Master Jinn came and went. He wasn't around the Temple much, but when he was he would sometimes ask me to spar with him or come visit a friend out on the Coruscant streets. He had become a friend almost, and a good one. He didn't ask about Master Kulo at all, he had been there and he knew what I was dealing with. I think he thought I blamed myself. At times I did, but not always. Master Kulo wasn't considered a good Master, but he was. He was a great Master and I think I'm the only one that really knew just HOW great he was.

My friends didn't seem to notice that he was gone, but most of them didn't like Master Kulo. Bant had a few jokes about how he looked like he wanted to take charge of the galaxy. He did like to be in control, but I don't think he would have ever done that. Bant still joked about it and I didn't mind because it made me smile, even laugh sometimes.

Since we didn't have time to get Master Kulo's body there wasn't a traditional Jedi funeral. It was so strange to me, because he was such a great Master, but he didn't have any friends. I had never met one. Maybe that's why he was like he was. I was still trying to figure him out, twelve years after he took me as his apprentice.

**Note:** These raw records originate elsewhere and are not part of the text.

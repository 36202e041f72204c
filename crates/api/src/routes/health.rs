//! Health check endpoint.

use axum::{Json, Router, extract::State, routing::get};
use serde::Serialize;
use tracing::warn;

use crate::AppState;

/// Health check response.
#[derive(Serialize)]
pub struct HealthResponse {
    /// `healthy`, or `degraded` when the database does not answer.
    pub status: &'static str,
    /// Service version.
    pub version: &'static str,
    /// Whether the database answered a ping.
    pub database: bool,
}

/// GET `/health` - Liveness plus a database ping.
async fn health_check(State(state): State<AppState>) -> Json<HealthResponse> {
    let database = match state.db.ping().await {
        Ok(()) => true,
        Err(e) => {
            warn!(error = %e, "Database ping failed");
            false
        }
    };

    Json(HealthResponse {
        status: if database { "healthy" } else { "degraded" },
        version: env!("CARGO_PKG_VERSION"),
        database,
    })
}

/// Creates health check routes.
pub fn routes() -> Router<AppState> {
    Router::new().route("/health", get(health_check))
}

Master Jinn was so different from Master Kulo. He didn't seem to care my attitude or even the look in my eye. Master Kulo never let me get away with an annoyed look. In a way, I was glad Master Jinn was so different. I couldn't stand to be reminded of Master Kulo now. He had his place in my heart, yes, but I didn't want to think of him anymore than I had to.

In my classes the Masters wouldn't speak of Master Kulo, but one day Master Futa was talking about death and she just briefly asked me how I felt about Master Kulo. I didn't know how to explain it. He was in a better place and wouldn't want me to grieve for him, but I couldn't help it at times. When she asked me, at that one moment, I wasn't sure what I felt.

The months passed and I just hadn't found a new Master. A few had asked me, but I didn't feel anything coming from them. I felt more like they felt sorry for me than anything. I started to wonder if I would find a Master before my time was up.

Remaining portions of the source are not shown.